++++ DATA SHOWN ++++

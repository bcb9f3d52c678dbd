//! Turning sampled column values into prompt examples
//!
//! Values are scanned in order. A date or timestamp keeps only itself;
//! anything that looks like an email address or a URL drops the whole
//! sample, so personal data and links never reach the prompt. Binary
//! columns have no textual form and are never sampled.

use regex::Regex;
use std::sync::LazyLock;

use crate::db::SqlValue;

/// Distinct values sampled per column
pub const SAMPLE_SIZE: usize = 5;

static EMAIL: LazyLock<Regex> =
    LazyLock::new(|| Regex::new(r"^[\w.-]+@[\w.-]+\.\w+$").expect("Invalid email regex"));

pub fn is_email(value: &str) -> bool {
    EMAIL.is_match(value)
}

fn is_url(value: &str) -> bool {
    value.contains("http://") || value.contains("https://")
}

/// Apply the example policy to a column sample
pub fn examples_to_str(values: Vec<SqlValue>) -> Vec<String> {
    let mut kept: Vec<SqlValue> = Vec::with_capacity(values.len());

    for value in values {
        if matches!(value, SqlValue::Bytes(_)) {
            return Vec::new();
        }
        if value.is_temporal() {
            kept = vec![value];
            break;
        }
        if let SqlValue::Decimal(d) = &value {
            kept.push(SqlValue::Text(d.normalize().to_string()));
            continue;
        }

        let text = value.to_string();
        if is_email(&text) || is_url(&text) {
            return Vec::new();
        }
        kept.push(value);
    }

    kept.into_iter()
        .filter(|v| !v.is_null())
        .map(|v| v.to_string())
        .filter(|s| !s.is_empty())
        .collect()
}
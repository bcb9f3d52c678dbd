//! SQL dialects supported by the server
//!
//! Each dialect carries a small capability table: how it is named in prompts
//! and resource URIs, its default port, whether it stores table/column
//! comments, and how identifiers are quoted.

use std::fmt;
use std::str::FromStr;

use crate::config::DbConfig;
use crate::error::ConfigError;

/// Database engine family
#[derive(Debug, Clone, Copy, PartialEq, Eq, Hash)]
pub enum Dialect {
    Sqlite,
    MySql,
    Postgres,
}

impl Dialect {
    /// Name used in prompts, logs and resource URI schemes
    pub fn name(self) -> &'static str {
        match self {
            Dialect::Sqlite => "sqlite",
            Dialect::MySql => "mysql",
            Dialect::Postgres => "postgresql",
        }
    }

    /// Default TCP port, `None` for file-backed engines
    pub fn default_port(self) -> Option<u16> {
        match self {
            Dialect::Sqlite => None,
            Dialect::MySql => Some(3306),
            Dialect::Postgres => Some(5432),
        }
    }

    /// Whether the engine stores table and column comments
    pub fn supports_comments(self) -> bool {
        !matches!(self, Dialect::Sqlite)
    }

    /// Quote an identifier, doubling any embedded quote characters
    pub fn quote_identifier(self, ident: &str) -> String {
        match self {
            Dialect::MySql => format!("`{}`", ident.replace('`', "``")),
            Dialect::Sqlite | Dialect::Postgres => format!("\"{}\"", ident.replace('"', "\"\"")),
        }
    }

    /// Quote a table name, qualifying it with the schema when one is given
    pub fn qualified_table(self, schema: Option<&str>, table: &str) -> String {
        match schema {
            Some(schema) => format!(
                "{}.{}",
                self.quote_identifier(schema),
                self.quote_identifier(table)
            ),
            None => self.quote_identifier(table),
        }
    }

    /// Build the driver connection URL for this dialect
    pub fn connection_url(self, config: &DbConfig) -> Result<String, ConfigError> {
        match self {
            Dialect::Sqlite => {
                let path = config
                    .path
                    .as_ref()
                    .ok_or(ConfigError::Missing("DB_PATH"))?;
                Ok(format!("sqlite://{}", path.display()))
            }
            Dialect::MySql | Dialect::Postgres => {
                let scheme = match self {
                    Dialect::MySql => "mysql",
                    _ => "postgres",
                };
                let port = config.port.or(self.default_port()).unwrap_or_default();
                let mut url = url::Url::parse(&format!("{}://{}:{}", scheme, config.host, port))
                    .map_err(|e| ConfigError::Invalid {
                        key: "DB_HOST",
                        reason: e.to_string(),
                    })?;

                // Url percent-encodes user and password for us
                let invalid = |key: &'static str| ConfigError::Invalid {
                    key,
                    reason: "cannot be embedded in a connection URL".to_string(),
                };
                url.set_username(config.user.as_deref().unwrap_or_default())
                    .map_err(|_| invalid("DB_USER"))?;
                url.set_password(config.password.as_deref())
                    .map_err(|_| invalid("DB_PASSWORD"))?;
                url.set_path(config.database.as_deref().unwrap_or_default());

                Ok(url.to_string())
            }
        }
    }
}

impl fmt::Display for Dialect {
    fn fmt(&self, f: &mut fmt::Formatter<'_>) -> fmt::Result {
        f.write_str(self.name())
    }
}

impl FromStr for Dialect {
    type Err = ConfigError;

    fn from_str(s: &str) -> Result<Self, Self::Err> {
        match s.trim().to_ascii_lowercase().as_str() {
            "sqlite" => Ok(Dialect::Sqlite),
            "mysql" => Ok(Dialect::MySql),
            "postgresql" | "postgres" => Ok(Dialect::Postgres),
            other => Err(ConfigError::Invalid {
                key: "DB_DIALECT",
                reason: format!("unsupported database dialect '{}'", other),
            }),
        }
    }
}
//! Logging infrastructure for the bolus calculator.
//!
//! Provides centralized tracing setup for all binaries.

use tracing_subscriber::{fmt, prelude::*, EnvFilter};

/// Initialize logging with sensible defaults
///
/// Default level is WARN so calculator output stays readable, but can be
/// overridden with the RUST_LOG env var.
pub fn init() {
    init_with_level("warn")
}

/// Initialize logging with a specific default level
///
/// # Arguments
/// * `default_level` - Default log level (debug, info, warn, error)
///
/// This can still be overridden by RUST_LOG environment variable.
/// Log lines go to stderr so they never interleave with the dose breakdown.
pub fn init_with_level(default_level: &str) {
    let filter =
        EnvFilter::try_from_default_env().unwrap_or_else(|_| EnvFilter::new(default_level));

    tracing_subscriber::registry()
        .with(filter)
        .with(fmt::layer().compact().with_writer(std::io::stderr))
        .init();
}

/// Initialize logging for testing (captures logs for test output)
#[cfg(test)]
pub fn init_test() {
    let _ = tracing_subscriber::fmt()
        .with_test_writer()
        .with_env_filter(EnvFilter::new("debug"))
        .try_init();
}
//! Error types for the bolus_core library.

use std::io;

/// Result type alias using our Error type
pub type Result<T> = std::result::Result<T, Error>;

/// Core error type for bolus_core operations
///
/// Gate outcomes (hypoglycemia block, missing acknowledgment or confirmation)
/// are not errors; see [`crate::GateState`] and [`crate::RejectReason`].
#[derive(Debug, thiserror::Error)]
pub enum Error {
    /// IO error occurred
    #[error("IO error: {0}")]
    Io(#[from] io::Error),

    /// JSON serialization/deserialization error
    #[error("JSON error: {0}")]
    Json(#[from] serde_json::Error),

    /// CSV error
    #[error("CSV error: {0}")]
    Csv(#[from] csv::Error),

    /// TOML parsing error
    #[error("TOML error: {0}")]
    Toml(#[from] toml::de::Error),

    /// Configuration or policy validation error
    #[error("Configuration error: {0}")]
    Config(String),

    /// Dose request input outside its accepted range
    #[error("Invalid {field}: {reason}")]
    Validation { field: String, reason: String },

    /// Dosing profile cannot be resolved into a usable shape
    #[error("Profile error: {0}")]
    Profile(String),

    /// No dosing profile stored for the user
    #[error("No dosing profile found for user '{0}'")]
    ProfileNotFound(String),

    /// Entry store could not be read or written
    #[error("Entry store error: {0}")]
    Store(String),

    /// Generic error
    #[error("{0}")]
    Other(String),
}

impl Error {
    /// Build a validation error for the named input field
    pub fn validation(field: &str, reason: impl Into<String>) -> Self {
        Error::Validation {
            field: field.to_string(),
            reason: reason.into(),
        }
    }

    /// Whether this error is a recoverable input problem rather than a failure
    pub fn is_validation(&self) -> bool {
        matches!(self, Error::Validation { .. })
    }
}
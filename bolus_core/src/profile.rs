//! Dosing profile persistence and default resolution.
//!
//! Profiles are stored as one JSON file per user. Stored fields may be
//! absent; [`StoredDosingProfile::resolve`] fills them from the policy
//! ([`crate::ProfileDefaults`] and `default_active_insulin_hours`). A missing
//! or unreadable profile file is an error, never a silent fallback to
//! defaults.

use crate::{Error, PolicyConfig, Result, UserDosingProfile};
use fs2::FileExt;
use serde::{Deserialize, Serialize};
use std::fs::File;
use std::io::{Read, Write};
use std::path::{Path, PathBuf};
use tempfile::NamedTempFile;

/// Read access to dosing profiles
pub trait ProfileStore {
    fn get_dosing_profile(&self, user_id: &str) -> Result<StoredDosingProfile>;
}

/// Dosing profile as stored, with every field optional
#[derive(Clone, Debug, Serialize, Deserialize, Default, PartialEq)]
pub struct StoredDosingProfile {
    #[serde(default, skip_serializing_if = "Option::is_none")]
    pub icr: Option<f64>,
    #[serde(default, skip_serializing_if = "Option::is_none")]
    pub isf: Option<f64>,
    #[serde(default, skip_serializing_if = "Option::is_none")]
    pub target_low: Option<f64>,
    #[serde(default, skip_serializing_if = "Option::is_none")]
    pub target_high: Option<f64>,
    #[serde(default, skip_serializing_if = "Option::is_none")]
    pub max_bolus: Option<f64>,
    #[serde(default, skip_serializing_if = "Option::is_none")]
    pub active_insulin_hours: Option<f64>,
}

impl StoredDosingProfile {
    /// Fill absent fields from the defaults
    ///
    /// Zero, negative and non-finite values count as absent.
    pub fn resolve(&self, policy: &PolicyConfig) -> UserDosingProfile {
        let defaults = &policy.profile_defaults;
        UserDosingProfile {
            icr: field_or_default("icr", self.icr, defaults.icr),
            isf: field_or_default("isf", self.isf, defaults.isf),
            target_low: field_or_default("target_low", self.target_low, defaults.target_low),
            target_high: field_or_default("target_high", self.target_high, defaults.target_high),
            max_bolus: field_or_default("max_bolus", self.max_bolus, defaults.max_bolus),
            active_insulin_hours: field_or_default(
                "active_insulin_hours",
                self.active_insulin_hours,
                policy.default_active_insulin_hours,
            ),
        }
    }

    /// Resolve against the policy and check the resulting shape
    pub fn resolve_checked(&self, policy: &PolicyConfig) -> Result<UserDosingProfile> {
        let profile = self.resolve(policy);

        if profile.target_low > profile.target_high {
            return Err(Error::Profile(format!(
                "target_low {} is above target_high {}",
                profile.target_low, profile.target_high
            )));
        }
        if profile.max_bolus < policy.min_bolus {
            return Err(Error::Profile(format!(
                "max_bolus {} is below the policy minimum {}",
                profile.max_bolus, policy.min_bolus
            )));
        }

        Ok(profile)
    }

    /// Overlay the fields set in `other`
    pub fn merged_with(&self, other: &StoredDosingProfile) -> Self {
        Self {
            icr: other.icr.or(self.icr),
            isf: other.isf.or(self.isf),
            target_low: other.target_low.or(self.target_low),
            target_high: other.target_high.or(self.target_high),
            max_bolus: other.max_bolus.or(self.max_bolus),
            active_insulin_hours: other.active_insulin_hours.or(self.active_insulin_hours),
        }
    }
}

fn field_or_default(name: &str, value: Option<f64>, default: f64) -> f64 {
    match value {
        Some(v) if v.is_finite() && v > 0.0 => v,
        Some(v) => {
            tracing::warn!("Profile field {} has unusable value {}, using default {}", name, v, default);
            default
        }
        None => default,
    }
}

/// File-backed profile store, one JSON document per user
pub struct FileProfileStore {
    dir: PathBuf,
}

impl FileProfileStore {
    pub fn new(dir: impl Into<PathBuf>) -> Self {
        Self { dir: dir.into() }
    }

    /// Standard layout under a data directory
    pub fn in_data_dir(data_dir: &Path) -> Self {
        Self::new(data_dir.join("profiles"))
    }

    /// Path of a user's profile file
    pub fn path_for(&self, user_id: &str) -> Result<PathBuf> {
        let valid = !user_id.is_empty()
            && user_id
                .chars()
                .all(|c| c.is_ascii_alphanumeric() || c == '-' || c == '_');
        if !valid {
            return Err(Error::Profile(format!("invalid user id '{}'", user_id)));
        }
        Ok(self.dir.join(format!("{}.json", user_id)))
    }

    /// Save a profile with exclusive locking
    ///
    /// Atomically writes the profile by:
    /// 1. Writing to a temp file
    /// 2. Syncing to disk
    /// 3. Renaming over the original
    pub fn save(&self, user_id: &str, profile: &StoredDosingProfile) -> Result<()> {
        let path = self.path_for(user_id)?;
        std::fs::create_dir_all(&self.dir)?;

        let temp = NamedTempFile::new_in(&self.dir)?;
        temp.as_file().lock_exclusive()?;

        {
            let mut writer = std::io::BufWriter::new(temp.as_file());
            let contents = serde_json::to_string_pretty(profile)?;
            writer.write_all(contents.as_bytes())?;
            writer.flush()?;
        }

        temp.as_file().sync_all()?;
        temp.as_file().unlock()?;

        temp.persist(&path).map_err(|e| Error::Io(e.error))?;

        tracing::debug!("Saved profile for {} to {:?}", user_id, path);
        Ok(())
    }

    /// Load, modify and save a profile; a missing profile starts empty
    ///
    /// Nothing is written if `f` fails.
    pub fn update<F>(&self, user_id: &str, f: F) -> Result<StoredDosingProfile>
    where
        F: FnOnce(&mut StoredDosingProfile) -> Result<()>,
    {
        let mut profile = match self.get_dosing_profile(user_id) {
            Ok(p) => p,
            Err(Error::ProfileNotFound(_)) => StoredDosingProfile::default(),
            Err(e) => return Err(e),
        };
        f(&mut profile)?;
        self.save(user_id, &profile)?;
        Ok(profile)
    }
}

impl ProfileStore for FileProfileStore {
    fn get_dosing_profile(&self, user_id: &str) -> Result<StoredDosingProfile> {
        let path = self.path_for(user_id)?;
        if !path.exists() {
            return Err(Error::ProfileNotFound(user_id.to_string()));
        }

        let file = File::open(&path)?;
        file.lock_shared()?;

        let mut contents = String::new();
        let read = std::io::BufReader::new(&file).read_to_string(&mut contents);
        file.unlock()?;
        read?;

        let profile = serde_json::from_str::<StoredDosingProfile>(&contents)?;
        tracing::debug!("Loaded profile for {} from {:?}", user_id, path);
        Ok(profile)
    }
}
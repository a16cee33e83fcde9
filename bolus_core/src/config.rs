//! Configuration file support for the bolus calculator.
//!
//! Configuration is loaded from `$XDG_CONFIG_HOME/bolus/config.toml`.
//! The `[policy]` table is validated on load; an inconsistent safety policy
//! stops the program instead of being patched up.

use crate::{Error, PolicyConfig, Result};
use serde::{Deserialize, Serialize};
use std::path::{Path, PathBuf};

/// Application configuration
#[derive(Clone, Debug, Serialize, Deserialize, Default)]
pub struct Config {
    #[serde(default)]
    pub data: DataConfig,

    #[serde(default)]
    pub user: UserConfig,

    #[serde(default)]
    pub policy: PolicyConfig,
}

/// Data storage configuration
#[derive(Clone, Debug, Serialize, Deserialize)]
pub struct DataConfig {
    #[serde(default = "default_data_dir")]
    pub data_dir: PathBuf,
}

impl Default for DataConfig {
    fn default() -> Self {
        Self {
            data_dir: default_data_dir(),
        }
    }
}

/// Which stored profile to use
#[derive(Clone, Debug, Serialize, Deserialize)]
pub struct UserConfig {
    #[serde(default = "default_user_id")]
    pub id: String,
}

impl Default for UserConfig {
    fn default() -> Self {
        Self {
            id: default_user_id(),
        }
    }
}

// Default value functions
fn default_data_dir() -> PathBuf {
    let base = dirs::data_local_dir()
        .or_else(|| dirs::home_dir().map(|home| home.join(".local/share")))
        .unwrap_or_else(|| PathBuf::from("."));
    base.join("bolus")
}

fn default_user_id() -> String {
    "default".into()
}

impl Config {
    /// Load configuration from the standard config path
    pub fn load() -> Result<Self> {
        let config_path = Self::default_config_path();
        if config_path.exists() {
            Self::load_from(&config_path)
        } else {
            tracing::info!("No config file found at {:?}, using defaults", config_path);
            Ok(Self::default())
        }
    }

    /// Load configuration from a specific path
    pub fn load_from(path: &Path) -> Result<Self> {
        let contents = std::fs::read_to_string(path)?;
        let config: Config = toml::from_str(&contents)?;
        config.policy.validate()?;
        tracing::info!("Loaded config from {:?}", path);
        Ok(config)
    }

    /// Get the default config file path
    pub fn default_config_path() -> PathBuf {
        let base = dirs::config_dir()
            .or_else(|| dirs::home_dir().map(|home| home.join(".config")))
            .unwrap_or_else(|| PathBuf::from("."));
        base.join("bolus").join("config.toml")
    }

    /// Save the current configuration to a specific path
    pub fn save_to(&self, path: &Path) -> Result<()> {
        if let Some(parent) = path.parent() {
            std::fs::create_dir_all(parent)?;
        }

        let contents = toml::to_string_pretty(self)
            .map_err(|e| Error::Config(format!("Failed to serialize config: {}", e)))?;
        std::fs::write(path, contents)?;
        tracing::info!("Saved config to {:?}", path);
        Ok(())
    }
}
#[cfg(test)]
mod tests {
    use super::*;
    use crate::store::InMemoryEntryStore;
    use crate::GlucoseTrend;
    use chrono::TimeZone;

    fn profile() -> UserDosingProfile {
        UserDosingProfile {
            icr: 10.0,
            isf: 30.0,
            target_low: 70.0,
            target_high: 140.0,
            max_bolus: 15.0,
            active_insulin_hours: 4.0,
        }
    }

    fn now() -> DateTime<Utc> {
        Utc.with_ymd_and_hms(2024, 5, 1, 12, 0, 0).unwrap()
    }

    fn request(glucose: f64, carbs: f64) -> DoseRequest {
        DoseRequest::new(glucose, carbs, GlucoseTrend::Stable)
    }

    #[test]
    fn test_in_range_request_finalizes() {
        crate::logging::init_test();
        let policy = PolicyConfig::default();
        let mut gate = SafetyGate::new(&policy);

        let state = gate.submit(&request(180.0, 60.0), &profile(), 0.0).unwrap();

        match state {
            GateState::Finalized(r) => {
                assert_eq!(r.meal_bolus, 6.0);
                assert_eq!(r.correction_bolus, 2.5);
                assert_eq!(r.final_dose, 8.5);
                assert!(!r.is_above_max);
            }
            other => panic!("expected Finalized, got {:?}", other),
        }
    }

    #[test]
    fn test_hypo_blocks_before_calculation() {
        let policy = PolicyConfig::default();
        let mut gate = SafetyGate::new(&policy);

        let state = gate.submit(&request(65.0, 60.0), &profile(), 0.0).unwrap();

        match state {
            GateState::HypoBlocked(advisory) => {
                assert_eq!(advisory.glucose, 65.0);
                assert_eq!(advisory.threshold, 70.0);
                assert_eq!(advisory.fast_carbs_grams, 15.0);
                assert_eq!(advisory.recheck_minutes, 15);
            }
            other => panic!("expected HypoBlocked, got {:?}", other),
        }
        assert!(gate.state().result().is_none());
    }

    #[test]
    fn test_hypo_block_can_be_disabled() {
        let policy = PolicyConfig {
            block_when_below_hypo: false,
            ..PolicyConfig::default()
        };
        let mut gate = SafetyGate::new(&policy);

        let state = gate.submit(&request(65.0, 30.0), &profile(), 0.0).unwrap();

        assert!(matches!(state, GateState::Finalized(_)));
    }

    #[test]
    fn test_glucose_at_threshold_is_not_blocked() {
        let policy = PolicyConfig::default();
        let mut gate = SafetyGate::new(&policy);

        let state = gate.submit(&request(70.0, 30.0), &profile(), 0.0).unwrap();

        assert!(matches!(state, GateState::Finalized(_)));
    }

    #[test]
    fn test_above_max_waits_for_ack() {
        let policy = PolicyConfig::default();
        let mut gate = SafetyGate::new(&policy);

        // 180 g / 10 = 18 units against a 15 unit ceiling
        let state = gate.submit(&request(105.0, 180.0), &profile(), 0.0).unwrap();
        match state {
            GateState::AboveMaxPendingAck(r) => {
                assert_eq!(r.raw_suggested_dose, 18.0);
                assert_eq!(r.final_dose, 15.0);
                assert!(r.is_above_max);
            }
            other => panic!("expected AboveMaxPendingAck, got {:?}", other),
        }

        assert!(matches!(gate.acknowledge(false), GateState::AboveMaxPendingAck(_)));
        assert!(matches!(gate.acknowledge(true), GateState::Finalized(_)));
    }

    #[test]
    fn test_above_max_without_ack_requirement_finalizes_capped() {
        let policy = PolicyConfig {
            require_acknowledgement_above_max: false,
            ..PolicyConfig::default()
        };
        let mut gate = SafetyGate::new(&policy);

        let state = gate.submit(&request(105.0, 180.0), &profile(), 0.0).unwrap();

        match state {
            GateState::Finalized(r) => {
                assert_eq!(r.final_dose, 15.0);
                assert!(r.is_above_max);
            }
            other => panic!("expected Finalized, got {:?}", other),
        }
    }

    #[test]
    fn test_final_dose_never_exceeds_max() {
        let policy = PolicyConfig::default();
        for carbs in (0..=500).step_by(25) {
            for glucose in (70..=600).step_by(53) {
                let mut gate = SafetyGate::new(&policy);
                let state = gate
                    .submit(&request(glucose as f64, carbs as f64), &profile(), 0.0)
                    .unwrap();
                let result = state.result().unwrap();
                assert!(result.final_dose <= profile().max_bolus);
                assert!(result.final_dose >= policy.min_bolus);
            }
        }
    }

    #[test]
    fn test_final_dose_respects_off_grid_min_bolus() {
        let policy = PolicyConfig {
            min_bolus: 0.2,
            ..PolicyConfig::default()
        };
        for iob in [0.0, 0.4, 1.0, 3.0, 12.0] {
            for carbs in (0..=200).step_by(5) {
                for glucose in (70..=400).step_by(37) {
                    let mut gate = SafetyGate::new(&policy);
                    let state = gate
                        .submit(&request(glucose as f64, carbs as f64), &profile(), iob)
                        .unwrap();
                    let result = state.result().unwrap();
                    assert!(
                        result.final_dose >= policy.min_bolus,
                        "glucose {} carbs {} iob {} -> {}",
                        glucose,
                        carbs,
                        iob,
                        result.final_dose
                    );
                    assert!(result.final_dose <= profile().max_bolus);
                }
            }
        }
    }

    #[test]
    fn test_zero_dose_is_not_recordable() {
        let policy = PolicyConfig::default();
        let mut store = InMemoryEntryStore::default();
        let mut gate = SafetyGate::new(&policy);

        // Insulin on board covers the whole correction
        let state = gate.submit(&request(100.0, 0.0), &profile(), 5.0).unwrap();
        assert!(matches!(state, GateState::Finalized(r) if r.final_dose == 0.0));

        assert!(!gate.is_recordable(true, true));
        let outcome = gate.record(true, true, &mut store, now()).unwrap();

        assert_eq!(outcome, ConfirmOutcome::Rejected(RejectReason::ZeroDose));
        assert!(store.entries().is_empty());
    }

    #[test]
    fn test_validation_failure_returns_to_idle() {
        let policy = PolicyConfig::default();
        let mut gate = SafetyGate::new(&policy);

        let err = gate.submit(&request(19.0, 10.0), &profile(), 0.0).unwrap_err();
        assert!(matches!(err, Error::Validation { ref field, .. } if field == "glucose"));
        assert_eq!(gate.state(), &GateState::Idle);

        let err = gate.submit(&request(120.0, 501.0), &profile(), 0.0).unwrap_err();
        assert!(matches!(err, Error::Validation { ref field, .. } if field == "carbs"));

        let err = gate.submit(&request(f64::NAN, 10.0), &profile(), 0.0).unwrap_err();
        assert!(err.is_validation());
        assert_eq!(gate.state(), &GateState::Idle);
    }

    #[test]
    fn test_bounds_are_inclusive() {
        let policy = PolicyConfig::default();
        assert!(validate_request(&request(20.0, 0.0), &policy).is_ok());
        assert!(validate_request(&request(600.0, 500.0), &policy).is_ok());
        assert!(validate_request(&request(120.0, -1.0), &policy).is_err());
    }

    #[test]
    fn test_submit_twice_is_refused() {
        let policy = PolicyConfig::default();
        let mut gate = SafetyGate::new(&policy);
        gate.submit(&request(120.0, 30.0), &profile(), 0.0).unwrap();

        assert!(gate.submit(&request(120.0, 30.0), &profile(), 0.0).is_err());
    }

    #[test]
    fn test_hypo_block_dominates_every_answer() {
        let policy = PolicyConfig::default();
        for ack in [false, true] {
            for confirm in [false, true] {
                let mut store = InMemoryEntryStore::default();
                let mut gate = SafetyGate::new(&policy);
                gate.submit(&request(55.0, 80.0), &profile(), 0.0).unwrap();

                assert!(!gate.is_recordable(ack, confirm));
                let outcome = gate.record(ack, confirm, &mut store, now()).unwrap();

                assert_eq!(outcome, ConfirmOutcome::Rejected(RejectReason::HypoBlocked));
                assert!(store.entries().is_empty());
            }
        }
    }

    #[test]
    fn test_record_above_max_requires_ack_then_confirm() {
        let policy = PolicyConfig::default();
        let mut store = InMemoryEntryStore::default();
        let mut gate = SafetyGate::new(&policy);
        gate.submit(&request(105.0, 180.0), &profile(), 0.0).unwrap();

        let outcome = gate.record(false, true, &mut store, now()).unwrap();
        assert_eq!(outcome, ConfirmOutcome::Rejected(RejectReason::AckRequired));
        assert!(matches!(gate.state(), GateState::AboveMaxPendingAck(_)));

        let outcome = gate.record(true, false, &mut store, now()).unwrap();
        assert_eq!(
            outcome,
            ConfirmOutcome::Rejected(RejectReason::ConfirmationRequired)
        );
        assert!(store.entries().is_empty());

        let outcome = gate.record(true, true, &mut store, now()).unwrap();
        match outcome {
            ConfirmOutcome::Recorded(entry) => assert_eq!(entry.units, 15.0),
            other => panic!("expected Recorded, got {:?}", other),
        }
        assert_eq!(store.entries().len(), 1);
        assert_eq!(gate.state(), &GateState::Idle);
    }

    #[test]
    fn test_record_from_idle_has_nothing() {
        let policy = PolicyConfig::default();
        let mut store = InMemoryEntryStore::default();
        let mut gate = SafetyGate::new(&policy);

        let outcome = gate.record(true, true, &mut store, now()).unwrap();

        assert_eq!(outcome, ConfirmOutcome::Rejected(RejectReason::NothingToRecord));
    }
}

++++

[TASK OBJECTIVE]
The response must hold only the lines above from the line with "other => Err(ConfigError::Invalid" through the line with "acknowledgment or confirmation)", each copied exactly, both ends kept.

[OUTPUT BELOW]
            other => Err(ConfigError::Invalid {
                key: "DB_DIALECT",
                reason: format!("unsupported database dialect '{}'", other),
            }),
        }
    }
}
//! Logging infrastructure for the bolus calculator.
//!
//! Provides centralized tracing setup for all binaries.

use tracing_subscriber::{fmt, prelude::*, EnvFilter};

/// Initialize logging with sensible defaults
///
/// Default level is WARN so calculator output stays readable, but can be
/// overridden with the RUST_LOG env var.
pub fn init() {
    init_with_level("warn")
}

/// Initialize logging with a specific default level
///
/// # Arguments
/// * `default_level` - Default log level (debug, info, warn, error)
///
/// This can still be overridden by RUST_LOG environment variable.
/// Log lines go to stderr so they never interleave with the dose breakdown.
pub fn init_with_level(default_level: &str) {
    let filter =
        EnvFilter::try_from_default_env().unwrap_or_else(|_| EnvFilter::new(default_level));

    tracing_subscriber::registry()
        .with(filter)
        .with(fmt::layer().compact().with_writer(std::io::stderr))
        .init();
}

/// Initialize logging for testing (captures logs for test output)
#[cfg(test)]
pub fn init_test() {
    let _ = tracing_subscriber::fmt()
        .with_test_writer()
        .with_env_filter(EnvFilter::new("debug"))
        .try_init();
}
//! Error types for the bolus_core library.

use std::io;

/// Result type alias using our Error type
pub type Result<T> = std::result::Result<T, Error>;

/// Core error type for bolus_core operations
///
/// Gate outcomes (hypoglycemia block, missing acknowledgment or confirmation)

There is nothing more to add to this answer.